You may not be aware of this, but the MLB Draft is widely considered to be a crapshoot. I know, that’s shocking to hear. You’d think drafting amateur players and predicting which ones would become superstars would be fool proof, but it’s not. Sometimes, draft picks just don’t work out.
And while it’s easy for a rational person to understand that most of your favorite team’s draft picks probably won’t work out, baseball has a tendency to make us anything but rational. Draft picks are always going to work out, especially first round picks. It just has to be that way.
So when a pick flames out in the minors, it always stings a little before the reality of what the draft is starts to sink in. You frown, you nod, and you go back to watching baseball, hopeful that the next draft pick will be different. But when it’s a number one overall pick that doesn’t work out, that’s something else entirely. That usually means your horrible team is going to keep being horrible. Whiffing on a first round pick is never good, but it’s expected. Whiffing on the first overall pick can be franchise-crippling.
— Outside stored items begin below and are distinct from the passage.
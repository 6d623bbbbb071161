//! A table's rows in a given order, loaded outward from a pivot.
//!
//! [`WindowedRowSource`] owns two [`SegmentLoader`]s. The high loader
//! produces offsets `0, 1, 2, ...` in the requested order, starting at the
//! seek key (inclusive) if there is one. The low loader produces offsets
//! `-1, -2, ...` by scanning the opposite way from the seek key (exclusive).
//! Without a seek key the pivot is the start of the table and the low side
//! is empty.
//!
//! Loaders can only be planned once the table configuration (primary key
//! and secondary indexes) is known. Until then each side is an
//! [`DirectionLoader::Unconfigured`] spec, and the configuration is fetched
//! on the first [`reframe`](WindowedRowSource::reframe).

use std::{
    cell::{Ref, RefCell},
    rc::Rc,
};

use log::{debug, error, warn};
use rowscope_common::{Result, error::Error};
use rowscope_document::{ColumnPath, Document};
use rowscope_query::{
    BoundKind, CompareOp, Direction, Expr, KeyRange, OrderKey, Query, TableConfig, TableId,
};

use crate::{
    cancel::CancellationToken,
    loader::{CANCELLED_MESSAGE, EndState, LoadContext, SegmentLoader},
    notify::{LoadSide, UpdateEvent},
    window::BidirectionalRowWindow,
};

/// The ordering rows are presented in.
#[derive(Debug, Clone, PartialEq, Default)]
pub struct RowOrder {
    /// Column to order by. `None` orders by the primary key.
    pub column: Option<ColumnPath>,
    pub direction: Direction,
}

impl RowOrder {
    pub fn by_primary_key(direction: Direction) -> RowOrder {
        RowOrder {
            column: None,
            direction,
        }
    }

    pub fn by_column(column: ColumnPath, direction: Direction) -> RowOrder {
        RowOrder {
            column: Some(column),
            direction,
        }
    }

    /// The column actually ordered by under `config`.
    pub fn resolved_column(&self, config: &TableConfig) -> ColumnPath {
        self.column
            .clone()
            .unwrap_or_else(|| config.primary_key_path())
    }
}

/// Parameters of a loader whose queries cannot be planned yet.
#[derive(Debug, Clone, PartialEq)]
pub struct PreloaderSpec {
    pub side: LoadSide,
    /// Scan direction of this side, relative to the key.
    pub scan: Direction,
    pub key: Option<Document>,
    pub bound: BoundKind,
    pub mem_budget: Option<usize>,
}

#[derive(Debug)]
pub enum DirectionLoader {
    Unconfigured(PreloaderSpec),
    Active(SegmentLoader),
}

impl DirectionLoader {
    fn active(&self) -> Option<&SegmentLoader> {
        match self {
            DirectionLoader::Active(loader) => Some(loader),
            DirectionLoader::Unconfigured(_) => None,
        }
    }

    fn trigger_load(&self) {
        if let Some(loader) = self.active() {
            loader.trigger_load();
        }
    }

    fn hit_end(&self) -> EndState {
        self.active()
            .map_or(EndState::NotYet, SegmentLoader::hit_end)
    }

    fn rows(&self) -> Option<Ref<'_, [Document]>> {
        self.active().map(SegmentLoader::rows)
    }
}
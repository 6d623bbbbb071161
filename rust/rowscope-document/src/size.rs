use crate::Document;

/// Fixed cost charged for every value, including each object key.
pub const VALUE_OVERHEAD: usize = 8;

/// Estimates the serialized footprint of a document.
///
/// This is a heuristic for memory budgeting, not an exact byte count: every
/// value costs [`VALUE_OVERHEAD`], strings add one unit per character, and
/// containers add the estimates of their elements (object keys are charged
/// like string values).
pub fn estimate_size(doc: &Document) -> usize {
    VALUE_OVERHEAD
        + match doc {
            Document::Null | Document::Bool(_) | Document::Number(_) => 0,
            Document::String(s) => s.chars().count(),
            Document::Array(items) => items.iter().map(estimate_size).sum(),
            Document::Object(fields) => fields
                .iter()
                .map(|(key, value)| VALUE_OVERHEAD + key.chars().count() + estimate_size(value))
                .sum(),
        }
}

#[cfg(test)]
mod tests {
    use super::{VALUE_OVERHEAD, estimate_size};
    use crate::Document;

    #[test]
    fn test_scalar_sizes() {
        assert_eq!(estimate_size(&Document::Null), VALUE_OVERHEAD);
        assert_eq!(estimate_size(&Document::from(12345.0)), VALUE_OVERHEAD);
        assert_eq!(estimate_size(&Document::from("héllo")), VALUE_OVERHEAD + 5);
    }

    #[test]
    fn test_nested_sizes() {
        let doc = Document::parse_json(r#"{"id": 1, "tags": ["ab", true]}"#).unwrap();
        let id = VALUE_OVERHEAD + 2 + VALUE_OVERHEAD;
        let tags =
            VALUE_OVERHEAD + 4 + (VALUE_OVERHEAD + (VALUE_OVERHEAD + 2) + VALUE_OVERHEAD);
        assert_eq!(estimate_size(&doc), VALUE_OVERHEAD + id + tags);
    }
}
use std::{cell::Cell, rc::Rc};

/// Cooperative cancellation flag for one in-flight load.
///
/// Clones share the flag. Two tokens are equal only if they are clones of
/// the same token, which is how a completing load checks that it is still
/// the request its loader is waiting for.
#[derive(Debug, Clone)]
pub struct CancellationToken {
    cancelled: Rc<Cell<bool>>,
}

impl CancellationToken {
    pub fn new() -> Self {
        Self {
            cancelled: Rc::new(Cell::new(false)),
        }
    }

    pub fn cancel(&self) {
        self.cancelled.set(true);
    }

    pub fn is_cancelled(&self) -> bool {
        self.cancelled.get()
    }
}

impl Default for CancellationToken {
    fn default() -> Self {
        Self::new()
    }
}

impl PartialEq for CancellationToken {
    fn eq(&self, other: &Self) -> bool {
        Rc::ptr_eq(&self.cancelled, &other.cancelled)
    }
}

impl Eq for CancellationToken {}

#[cfg(test)]
mod tests {
    use super::CancellationToken;

    #[test]
    fn test_identity_equality() {
        let token = CancellationToken::new();
        let clone = token.clone();
        assert_eq!(token, clone);
        assert_ne!(token, CancellationToken::new());

        clone.cancel();
        assert!(token.is_cancelled());
    }
}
With that in mind, let’s take a look at the five worst number one overall picks of the last twenty years:
Matt Anderson, 1997: The 1996 Detroit Tigers went 53-109, the worst record in their history at the time, and earned the top pick in the ’97 draft. They took the flame-throwing Anderson, a pitcher who’d set records at Rice University and who was probably at the top of a lot of team’s draft boards. Unfortunately for the Tigers, they whiffed on adding a potential franchise player to their downtrodden system. Anderson and his 101 mph heater never panned out. The Tigers tried to make him their closer of the future, which is crazy when you think about it – a team that just lost 109 games shouldn’t take a relief pitcher with the first overall pick. But Anderson never flourished in that role, becoming nothing more than a setup man for most of his career before injuries derailed him. It hurts even more when you realize who the Tigers passed on in the first round: J.D. Drew, Troy Glaus, Vernon Wells, Michael Cuddyer, and Lance Berkman, just to name a few. Thanks in large part to draft mistakes like Anderson, the Tigers wouldn’t have a winning record again until 2006.
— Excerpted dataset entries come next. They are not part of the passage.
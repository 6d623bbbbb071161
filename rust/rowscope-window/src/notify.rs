//! Update notifications from loaders to the component that owns them.
//!
//! Loaders never call back into their owner. They post an [`UpdateEvent`]
//! on an unbounded channel, and the owner drains the channel on its own
//! schedule (see `TableViewer::process_updates`). A notification is
//! therefore always observed after the load task that produced it has
//! returned, never re-entrantly.

use futures::{FutureExt, StreamExt, channel::mpsc};

/// Which loader of a row source an event refers to.
#[derive(Debug, Clone, Copy, PartialEq, Eq, Hash)]
pub enum LoadSide {
    /// Loads negative offsets, moving away from the pivot.
    Low,
    /// Loads non-negative offsets.
    High,
}

impl std::fmt::Display for LoadSide {
    fn fmt(&self, f: &mut std::fmt::Formatter<'_>) -> std::fmt::Result {
        match self {
            LoadSide::Low => f.write_str("low"),
            LoadSide::High => f.write_str("high"),
        }
    }
}

#[derive(Debug, Clone, Copy, PartialEq, Eq)]
pub enum UpdateEvent {
    /// Rows were appended to a loader, or it reached a terminal state.
    Loaded(LoadSide),
    /// The table configuration request finished.
    Configured,
}

/// Sending half of the update channel. Cheap to clone.
#[derive(Debug, Clone)]
pub struct UpdateNotifier(mpsc::UnboundedSender<UpdateEvent>);

impl UpdateNotifier {
    pub fn notify(&self, event: UpdateEvent) {
        if self.0.unbounded_send(event).is_err() {
            log::debug!("update receiver dropped, discarding {event:?}");
        }
    }
}

/// Receiving half of the update channel.
#[derive(Debug)]
pub struct UpdateReceiver(mpsc::UnboundedReceiver<UpdateEvent>);

impl UpdateReceiver {
    /// Takes every event posted so far without waiting for more.
    pub fn drain(&mut self) -> Vec<UpdateEvent> {
        let mut events = Vec::new();
        while let Some(Some(event)) = self.0.next().now_or_never() {
            events.push(event);
        }
        events
    }
}

pub fn update_channel() -> (UpdateNotifier, UpdateReceiver) {
    let (tx, rx) = mpsc::unbounded();
    (UpdateNotifier(tx), UpdateReceiver(rx))
}
//! Windowed row loading for table views.
//!
//! This crate turns an ordered, possibly unbounded result set into a small
//! sliding window of materialized rows that follows a scrolling viewport.
//! Rows are fetched incrementally and asynchronously in both directions
//! from a pivot, and a value can be located by binary search over the rows
//! loaded so far.
//!
//! # Key Components
//!
//! - [`window::BidirectionalRowWindow`] - signed-offset view over the rows
//!   loaded on either side of the pivot.
//! - [`loader::SegmentLoader`] - batched, cancellable loading of one
//!   direction, with at most one request in flight.
//! - [`source::WindowedRowSource`] - plans the queries for both directions
//!   from the table configuration and triggers loads on demand.
//! - [`reframe::ViewportReframer`] - moves the rendered range with the
//!   viewport and decides when to load.
//! - [`seek`] - seek targets and match resolution.
//! - [`viewer::TableViewer`] - ties the above together around one update
//!   channel.
//!
//! Everything runs on a single thread. Loads are spawned on a local
//! executor and report back through [`notify::UpdateEvent`]s, which the
//! owner drains on its own schedule.

pub mod cancel;
pub mod loader;
pub mod notify;
pub mod options;
pub mod reframe;
pub mod seek;
pub mod source;
pub mod viewer;
pub mod window;

#[cfg(test)]
mod tests;

pub use loader::{CANCELLED_MESSAGE, EndState, LoadContext, SegmentLoader};
pub use options::ViewerOptions;
pub use reframe::{RenderedRange, Viewport};
pub use seek::HighlightInfo;
pub use source::{RowOrder, WindowedRowSource};
pub use viewer::TableViewer;
pub use window::BidirectionalRowWindow;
Bryan Bullington, 2002: When teams value signability above all else, you end up with picks like Bullington. As the story goes, the Pirates thought they had a better chance of signing Bullington rather than some of the other top prospects in the draft and made the pitcher from Ball State their top selection. It worked out about as well as could be expected: Bullington appeared in a grand total of six games for the Pirates in his career (26 games overall) before heading to Japan where he’s found moderate success. The Pirates passed on players like Zack Greinke, Prince Fielder, Scott Kazmir, and Cole Hamels with their pick; but hey, they saved themselves a few bucks. It’s a wonder how they went 21 years between winning seasons.
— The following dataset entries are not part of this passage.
//! Viewport-driven windowing.
//!
//! The rendered range `[front, back)` is the part of the materialized rows
//! handed to the renderer. Each reframe cycle moves its edges toward the
//! viewport with hysteresis: an edge grows once it comes within
//! `preload_ratio` viewport heights of the visible area, and shrinks only
//! once rows are more than `kickout_ratio` heights away. Edges move at most
//! `render_step` rows per cycle, so a large jump settles over several
//! cycles instead of rendering (or loading) everything at once.

use rowscope_document::Document;

use crate::{
    options::ViewerOptions,
    seek::{HighlightInfo, SeekPhase, SeekResolution, SeekingState, resolve_seek},
    window::BidirectionalRowWindow,
};

/// Returns the smallest `i` in `[lo, hi]` for which `pred(i)` holds.
///
/// `pred` must be monotonic (false, then true) over the range and is
/// assumed true at `hi`, which is returned when it holds nowhere below.
/// Works for negative bounds.
pub fn binary_search(mut lo: i64, mut hi: i64, pred: impl Fn(i64) -> bool) -> i64 {
    while lo < hi {
        let mid = lo + (hi - lo) / 2;
        if pred(mid) {
            hi = mid;
        } else {
            lo = mid + 1;
        }
    }
    lo
}

/// The visible area, in the coordinate space of [`RowLayout`].
#[derive(Debug, Clone, Copy, PartialEq)]
pub struct Viewport {
    pub scroll_top: f64,
    pub height: f64,
}

impl Viewport {
    pub fn new(scroll_top: f64, height: f64) -> Viewport {
        Viewport { scroll_top, height }
    }
}

/// Vertical positions of rows. Offset 0 starts at position 0, and
/// positions increase with the offset.
pub trait RowLayout {
    fn row_top(&self, offset: i64) -> f64;

    fn row_bottom(&self, offset: i64) -> f64 {
        self.row_top(offset + 1)
    }
}

#[derive(Debug, Clone, Copy, PartialEq)]
pub struct UniformRowLayout {
    pub row_height: f64,
}

impl RowLayout for UniformRowLayout {
    fn row_top(&self, offset: i64) -> f64 {
        offset as f64 * self.row_height
    }
}

#[derive(Debug, Clone, Copy, PartialEq, Eq, Default)]
pub struct RenderedRange {
    pub front: i64,
    pub back: i64,
}

impl RenderedRange {
    pub fn new(front: i64, back: i64) -> RenderedRange {
        RenderedRange { front, back }
    }

    pub fn len(&self) -> usize {
        (self.back - self.front).max(0) as usize
    }

    pub fn is_empty(&self) -> bool {
        self.back <= self.front
    }
}

/// What a reframe cycle looks at.
#[derive(Debug, Clone, Copy)]
pub struct ReframeInput<'a> {
    pub rows: BidirectionalRowWindow<'a, Document>,
    pub hit_end_low: bool,
    pub hit_end_high: bool,
    pub click_to_load_high: bool,
    pub rendered: RenderedRange,
    pub viewport: Viewport,
}

/// What a reframe cycle decided.
#[derive(Debug, Clone, Copy, PartialEq, Eq)]
pub struct Frame {
    pub rendered: RenderedRange,
    pub load_low: bool,
    pub load_high: bool,
    /// Set on the cycle in which a seek completes.
    pub seek_completed: Option<HighlightInfo>,
}

#[derive(Debug, Clone)]
pub struct ViewportReframer<L = UniformRowLayout> {
    layout: L,
    preload_ratio: f64,
    kickout_ratio: f64,
    render_step: i64,
}

impl ViewportReframer<UniformRowLayout> {
    pub fn uniform(options: &ViewerOptions) -> Self {
        ViewportReframer::new(
            UniformRowLayout {
                row_height: options.row_height,
            },
            options,
        )
    }
}

impl<L: RowLayout> ViewportReframer<L> {
    pub fn new(layout: L, options: &ViewerOptions) -> Self {
        ViewportReframer {
            layout,
            preload_ratio: options.preload_ratio,
            kickout_ratio: options.kickout_ratio,
            render_step: options.render_step.max(1) as i64,
        }
    }

    pub fn layout(&self) -> &L {
        &self.layout
    }

    /// Runs one cycle: moves the rendered range toward the viewport, decides
    /// which sides need more rows, and advances an in-progress seek.
    ///
    /// While a seek is in progress its needs replace the geometric load
    /// decisions. When it completes, the rendered range immediately covers
    /// the highlighted rows.
    pub fn reframe(
        &self,
        input: &ReframeInput<'_>,
        seeking: Option<&mut SeekingState>,
    ) -> Frame {
        let layout = &self.layout;
        let step = self.render_step;
        let window_front = input.rows.front_offset();
        let window_back = input.rows.back_offset();
        let front = input.rendered.front.clamp(window_front, window_back);
        let back = input.rendered.back.clamp(front, window_back);

        let Viewport { scroll_top, height } = input.viewport;
        let preload_top = scroll_top - self.preload_ratio * height;
        let preload_bottom = scroll_top + height + self.preload_ratio * height;
        let kickout_top = scroll_top - self.kickout_ratio * height;
        let kickout_bottom = scroll_top + height + self.kickout_ratio * height;

        let mut new_front = if layout.row_top(front) > preload_top {
            binary_search((front - step).max(window_front), front, |i| {
                layout.row_bottom(i) > preload_top
            })
        } else {
            binary_search(front, (front + step).min(back), |i| {
                layout.row_bottom(i) > kickout_top
            })
        };
        let mut new_back = if layout.row_top(back) < preload_bottom {
            binary_search(back, (back + step).min(window_back), |i| {
                layout.row_top(i) >= preload_bottom
            })
        } else {
            binary_search((back - step).max(new_front), back, |i| {
                layout.row_top(i) >= kickout_bottom
            })
        };

        let mut load_low = new_front == window_front
            && layout.row_top(window_front) > preload_top
            && !input.hit_end_low;
        let mut load_high = new_back == window_back
            && layout.row_top(window_back) < preload_bottom
            && !input.hit_end_high
            && !input.click_to_load_high;

        let mut seek_completed = None;
        if let Some(seek) = seeking.filter(|seek| seek.phase == SeekPhase::InProgress) {
            match resolve_seek(
                &input.rows,
                input.hit_end_low,
                input.hit_end_high,
                &seek.sort,
                &seek.target,
            ) {
                SeekResolution::Found(highlight) => {
                    seek.phase = SeekPhase::Complete;
                    seek.highlight = Some(highlight);
                    seek_completed = Some(highlight);
                    if highlight.start <= new_back && highlight.end() >= new_front {
                        new_front = new_front.min(highlight.start);
                        new_back = new_back.max(highlight.end());
                    } else {
                        new_front = highlight.start;
                        new_back = highlight.end();
                    }
                }
                SeekResolution::Pending {
                    need_low,
                    need_high,
                } => {
                    load_low = need_low;
                    load_high = need_high;
                }
            }
        }

        Frame {
            rendered: RenderedRange::new(new_front, new_back),
            load_low,
            load_high,
            seek_completed,
        }
    }
}

#[cfg(test)]
mod tests {
    use rowscope_document::Document;
    use rowscope_query::Direction;

    use super::{Frame, ReframeInput, RenderedRange, Viewport, ViewportReframer, binary_search};
    use crate::{
        options::ViewerOptions,
        seek::{HighlightInfo, SeekPhase, SeekingState, SortKey},
        window::BidirectionalRowWindow,
    };

    fn reframer() -> ViewportReframer {
        ViewportReframer::uniform(
            &ViewerOptions::default()
                .with_row_height(10.0)
                .with_render_step(20),
        )
    }

    fn numbers(count: i64) -> Vec<Document> {
        (0..count).map(Document::from).collect()
    }

    fn input<'a>(
        before: &'a [Document],
        after: &'a [Document],
        rendered: RenderedRange,
        scroll_top: f64,
    ) -> ReframeInput<'a> {
        ReframeInput {
            rows: BidirectionalRowWindow::new(before, after),
            hit_end_low: true,
            hit_end_high: false,
            click_to_load_high: false,
            rendered,
            viewport: Viewport::new(scroll_top, 100.0),
        }
    }

    #[test]
    fn test_binary_search() {
        assert_eq!(binary_search(0, 10, |i| i >= 4), 4);
        assert_eq!(binary_search(-10, 10, |i| i >= -3), -3);
        assert_eq!(binary_search(-5, -1, |_| false), -1);
        assert_eq!(binary_search(-5, 5, |_| true), -5);
        assert_eq!(binary_search(3, 3, |_| false), 3);
    }

    #[test]
    fn test_initial_frame_grows_by_step_and_requests_rows() {
        let after = numbers(100);
        let initial = input(&[], &after, RenderedRange::default(), 0.0);
        let frame = reframer().reframe(&initial, None);
        // Preload reaches 200 units below the viewport top: 20 rows of 10,
        // which is also the step.
        assert_eq!(frame.rendered, RenderedRange::new(0, 20));
        assert!(!frame.load_low);
        assert!(!frame.load_high);

        let short = numbers(5);
        let initial = input(&[], &short, RenderedRange::default(), 0.0);
        let frame = reframer().reframe(&initial, None);
        assert_eq!(frame.rendered, RenderedRange::new(0, 5));
        assert!(frame.load_high);
    }

    #[test]
    fn test_scrolling_down_kicks_out_rows_with_hysteresis() {
        let after = numbers(200);
        let rendered = RenderedRange::new(0, 40);
        // Viewport at rows 25..35: preload covers 15..45, kickout 5..55.
        let frame = reframer().reframe(&input(&[], &after, rendered, 250.0), None);
        assert_eq!(frame.rendered, RenderedRange::new(5, 45));

        // Within the kickout margin nothing is dropped.
        let near = input(&[], &after, RenderedRange::new(0, 40), 120.0);
        let frame = reframer().reframe(&near, None);
        assert_eq!(frame.rendered.front, 0);
    }

    #[test]
    fn test_step_bounds_each_cycle() {
        let after = numbers(1000);
        let mut rendered = RenderedRange::new(0, 20);
        let mut cycles = 0;
        loop {
            let frame: Frame = reframer().reframe(&input(&[], &after, rendered, 5000.0), None);
            assert!(frame.rendered.back - rendered.back <= 20);
            assert!(frame.rendered.front - rendered.front <= 20);
            if frame.rendered == rendered {
                break;
            }
            rendered = frame.rendered;
            cycles += 1;
        }
        assert!(cycles > 10);
        // Viewport at rows 500..510: kickout keeps 480.., preload ends at 520.
        assert_eq!(rendered, RenderedRange::new(480, 520));
    }

    #[test]
    fn test_low_side_extends_into_negative_offsets() {
        let before = numbers(50);
        let after = numbers(50);
        let mut input = input(&before, &after, RenderedRange::new(0, 20), 0.0);
        input.hit_end_low = false;
        let frame = reframer().reframe(&input, None);
        assert_eq!(frame.rendered, RenderedRange::new(-10, 20));
        assert!(!frame.load_low);
    }

    #[test]
    fn test_seek_overrides_loads_and_widens_on_completion() {
        let after: Vec<Document> = [1, 3, 3, 5].into_iter().map(Document::from).collect();
        let mut seeking = SeekingState::new(
            Document::from(5),
            SortKey {
                column: None,
                direction: Direction::Ascending,
            },
        );

        let mut pending = input(&[], &after, RenderedRange::new(0, 0), 0.0);
        pending.hit_end_low = false;
        let frame = reframer().reframe(&pending, Some(&mut seeking));
        assert!(frame.load_high);
        assert!(!frame.load_low);
        assert_eq!(frame.seek_completed, None);
        assert_eq!(seeking.phase, SeekPhase::InProgress);

        let mut done = pending;
        done.hit_end_high = true;
        let frame = reframer().reframe(&done, Some(&mut seeking));
        let highlight = HighlightInfo { start: 3, count: 1 };
        assert_eq!(frame.seek_completed, Some(highlight));
        assert_eq!(seeking.highlight, Some(highlight));
        assert!(frame.rendered.front <= 3 && frame.rendered.back >= 4);

        // A completed seek no longer drives loading.
        let frame = reframer().reframe(&done, Some(&mut seeking));
        assert_eq!(frame.seek_completed, None);
    }
}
Matt Bush, 2004: Signability rears its ugly head yet again. The Padres preferred Jered Weaver and Stephen Drew, but since both of them would’ve required large bonuses to sign the team went with local boy Bush. He was a disaster from the start: he was suspended before even playing a pro game due to a bar fight, and when he was reinstated he couldn’t hit. The Padres converted him to a pitcher in 2007 and he promptly tore an elbow ligament and needed Tommy John surgery. After bouncing around the minors for a few years, Bush was arrested in 2012 after striking a 72-year-old man with a car and then running over his head as he fled the scene. He’s currently serving time in a Florida prison with a relase date slated for later this year. He never played an inning in the majors and is arguably the biggest draft bust of all time; not exactly a banner pick for the Padres, that one.
Luke Hochevar, 2006: Hochevar turned out to be a perfectly acceptable relief pitcher before Tommy John surgery last year, which is a nice thing for a team to have. Except, of course, when the team in question takes the pitcher first overall with the expectation that he’d become the staff ace. He never was able to put it together as a starter for the Royals, looking more like someone who’d round out the back end of a rotation rather than lead one. And while Hochevar isn’t close to being the worst number one pick of all time, it looks worse because of the players the Royals passed over: Evan Longoria, Max Scherzer, Tim Lincecum, and Clayton Kershaw, specifically. The 2014 World Series might’ve turned out differently if the Royals had Kershaw starting two of those games.
Tim Beckham, 2008: It has to hurt a little more when a team passes over a guy playing amateur ball right in their own backyard and that player ends up becoming a superstar. The Rays know the feeling all too well, passing on Florida State catcher Buster Posey and instead taking Beckham, the consensus best high school player in the draft in ’08. While Posey has gone on to win Rookie of the Year, NL MVP, and three World Series rings, Beckham has battled through a drug suspension and a torn ACL to finally make the majors this year as a utility player. He didn’t hit in the minors and he hasn’t been particularly impressive in Tampa Bay this year, either; unless he’s a late bloomer, light-hitting utility infielder is probably his career ceiling. Not what you want out of the first overall pick, especially considering the players the Rays didn’t take.